* [Recorded data]:

//! Visibility Evaluator
//!
//! Combines geometry, styling and page visibility into percentages and
//! booleans. Holds no per-element state; every query re-reads the host.

use std::rc::Rc;

use serde::Serialize;

use crate::config::VisibilityConfig;
use crate::error::Result;
use crate::geometry;
use crate::host::{ElementHost, StyleApi};
use crate::page_visibility::PageVisibility;
use crate::reading::{VisibilityReading, VisibilityState};
use crate::style;

/// What the host supports
#[derive(Debug, Clone, Copy, PartialEq, Eq, Serialize)]
pub struct Capabilities {
    pub style_api: StyleApi,
    pub page_visibility: bool,
    /// Every capability the evaluator relies on is present
    pub compatible: bool,
}

/// Whether a host offers everything an evaluator needs
pub fn compatible<H: ElementHost>(host: &H) -> bool {
    style::detect_style_api(host).is_ok()
}

/// Visibility queries against one host
pub struct Visibility<H: ElementHost> {
    host: Rc<H>,
    page: PageVisibility,
    config: VisibilityConfig,
    style_api: StyleApi,
}

impl<H: ElementHost> Visibility<H> {
    /// Evaluator with the default configuration
    pub fn new(host: Rc<H>, page: PageVisibility) -> Result<Self> {
        Self::with_config(host, page, VisibilityConfig::default())
    }

    /// Evaluator with an explicit configuration.
    ///
    /// Style capability is detected here, once. In strict mode a host
    /// without any style API is rejected with `UnsupportedEnvironment`.
    pub fn with_config(host: Rc<H>, page: PageVisibility, config: VisibilityConfig) -> Result<Self> {
        config.validate()?;

        let style_api = match style::detect_style_api(&*host) {
            Ok(api) => api,
            Err(e) if config.strict_environment => return Err(e),
            Err(e) => {
                tracing::warn!("{}; style checks disabled", e);
                StyleApi::Unavailable
            }
        };
        tracing::debug!("Visibility evaluator ready (style: {:?}, page visibility: {})",
            style_api, page.is_available());

        Ok(Self { host, page, config, style_api })
    }

    pub fn host(&self) -> &Rc<H> {
        &self.host
    }

    pub fn config(&self) -> &VisibilityConfig {
        &self.config
    }

    pub fn page_visibility(&self) -> &PageVisibility {
        &self.page
    }

    pub fn capabilities(&self) -> Capabilities {
        Capabilities {
            style_api: self.style_api,
            page_visibility: self.page.is_available(),
            compatible: self.style_api != StyleApi::Unavailable,
        }
    }

    /// Styling check through the API detected at construction; always
    /// passes when style checks are disabled
    pub fn is_visible_by_styling(&self, node: H::Node) -> bool {
        if self.style_api == StyleApi::Unavailable {
            return true;
        }
        style::is_visible_by_styling(&*self.host, self.style_api, node).unwrap_or_else(|e| {
            tracing::warn!("Style query failed for {:?}: {}", node, e);
            false
        })
    }

    /// Visible fraction of the element, in [0, 1]
    pub fn percentage(&self, node: H::Node) -> f64 {
        if !geometry::is_in_viewport(&*self.host, node)
            || !self.is_visible_by_styling(node)
            || !self.page.is_page_visible()
        {
            return 0.0;
        }
        geometry::visible_percentage(&*self.host, node)
    }

    pub fn is_fully_visible(&self, node: H::Node) -> bool {
        self.page.is_page_visible()
            && geometry::is_fully_in_viewport(&*self.host, node)
            && self.is_visible_by_styling(node)
    }

    pub fn is_visible(&self, node: H::Node) -> bool {
        self.page.is_page_visible()
            && geometry::is_in_viewport(&*self.host, node)
            && self.is_visible_by_styling(node)
    }

    pub fn is_hidden(&self, node: H::Node) -> bool {
        !self.is_visible(node)
    }

    /// Snapshot of all three measures, reading the page and styles once
    pub fn reading(&self, node: H::Node) -> VisibilityReading {
        let rect = geometry::bounding_rect(&*self.host, node);
        let viewport = geometry::viewport(&*self.host, node);
        if !rect.intersects(&viewport) || !self.page.is_page_visible() || !self.is_visible_by_styling(node) {
            return VisibilityReading::default();
        }
        VisibilityReading {
            percentage: rect.visible_fraction(&viewport),
            is_visible: true,
            is_fully_visible: rect.is_within(&viewport),
        }
    }

    pub fn state(&self, node: H::Node) -> VisibilityState {
        self.reading(node).state()
    }
}

#[cfg(test)]
mod tests {
    use super::*;
    use crate::error::VisibilityError;
    use crate::page::Page;
    use crate::page_visibility::DocumentVisibility;
    use fos_dom::{ElementGeometry, NodeId, WindowId};

    fn setup() -> (Rc<Page>, Visibility<Page>, NodeId) {
        let page = Rc::new(Page::new(800.0, 600.0));
        let document = page.document().unwrap();
        let html = page.append_element(document, "html").unwrap();
        let body = page.append_element(html, "body").unwrap();
        let div = page.append_element(body, "div").unwrap();
        page.set_layout(div, ElementGeometry::from_xywh(100.0, 100.0, 200.0, 100.0)).unwrap();

        let visibility = Visibility::new(Rc::clone(&page), page.page_visibility()).unwrap();
        (page, visibility, div)
    }

    #[test]
    fn test_fully_visible_element() {
        let (_page, visibility, div) = setup();
        assert_eq!(visibility.percentage(div), 1.0);
        assert!(visibility.is_visible(div));
        assert!(visibility.is_fully_visible(div));
        assert!(!visibility.is_hidden(div));
        assert_eq!(visibility.state(div), VisibilityState::FullyVisible);
    }

    #[test]
    fn test_scrolled_partially_out() {
        let (page, visibility, div) = setup();
        page.scroll_to(WindowId::TOP, 0.0, 150.0).unwrap();

        let reading = visibility.reading(div);
        assert!((reading.percentage - 0.5).abs() < 1e-9);
        assert!(reading.is_visible);
        assert!(!reading.is_fully_visible);
    }

    #[test]
    fn test_hidden_page_reads_zero() {
        let (page, visibility, div) = setup();
        page.set_visibility_state(DocumentVisibility::Hidden);

        assert_eq!(visibility.percentage(div), 0.0);
        assert!(visibility.is_hidden(div));
        assert!(!visibility.is_fully_visible(div));
    }

    #[test]
    fn test_styled_away_reads_zero() {
        let (page, visibility, div) = setup();
        page.set_style(div, "visibility: hidden").unwrap();
        assert_eq!(visibility.percentage(div), 0.0);
        assert!(!visibility.is_visible(div));
    }

    #[test]
    fn test_strict_environment_rejects_missing_style_api() {
        let (page, _visibility, _div) = setup();
        page.set_style_api(StyleApi::Unavailable);
        assert!(!compatible(&*page));

        let err = Visibility::new(Rc::clone(&page), page.page_visibility()).err();
        assert!(matches!(err, Some(VisibilityError::UnsupportedEnvironment { .. })));
    }

    #[test]
    fn test_lenient_environment_skips_style() {
        let (page, _visibility, div) = setup();
        page.set_style(div, "display: none").unwrap();
        page.set_style_api(StyleApi::Unavailable);

        let config = VisibilityConfig { strict_environment: false, ..VisibilityConfig::default() };
        let visibility = Visibility::with_config(Rc::clone(&page), page.page_visibility(), config).unwrap();
        assert!(!visibility.capabilities().compatible);
        assert_eq!(visibility.percentage(div), 1.0);
    }

    #[test]
    fn test_style_api_detected_once() {
        let (page, visibility, div) = setup();
        page.set_style_api(StyleApi::Unavailable);

        assert_eq!(visibility.capabilities().style_api, StyleApi::Computed);
        assert_eq!(visibility.percentage(div), 1.0);
        assert!(visibility.is_visible(div));

        page.set_style(div, "display: none").unwrap();
        assert!(visibility.is_hidden(div));
    }

    #[test]
    fn test_reading_matches_individual_queries() {
        let (page, visibility, div) = setup();
        for y in [0.0, 150.0, 250.0] {
            page.scroll_to(WindowId::TOP, 0.0, y).unwrap();
            let reading = visibility.reading(div);
            assert_eq!(reading.percentage, visibility.percentage(div));
            assert_eq!(reading.is_visible, visibility.is_visible(div));
            assert_eq!(reading.is_fully_visible, visibility.is_fully_visible(div));
        }
        assert_eq!(visibility.reading(div), VisibilityReading::default());
    }

    #[test]
    fn test_capabilities() {
        let (page, visibility, _div) = setup();
        assert_eq!(visibility.capabilities(), Capabilities {
            style_api: StyleApi::Computed,
            page_visibility: true,
            compatible: true,
        });

        page.disable_page_visibility();
        let visibility = Visibility::new(Rc::clone(&page), page.page_visibility()).unwrap();
        assert!(!visibility.capabilities().page_visibility);
    }
}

* [Assigned task]: Above are the records; print exactly the lines from the line with "Self::with_config(host, page, VisibilityConfig::default())" to the line with "without any style", including both, and nothing else.

* [Result for this task]:
        Self::with_config(host, page, VisibilityConfig::default())
    }

    /// Evaluator with an explicit configuration.
    ///
    /// Style capability is detected here, once. In strict mode a host
    /// without any style API is rejected with `UnsupportedEnvironment`.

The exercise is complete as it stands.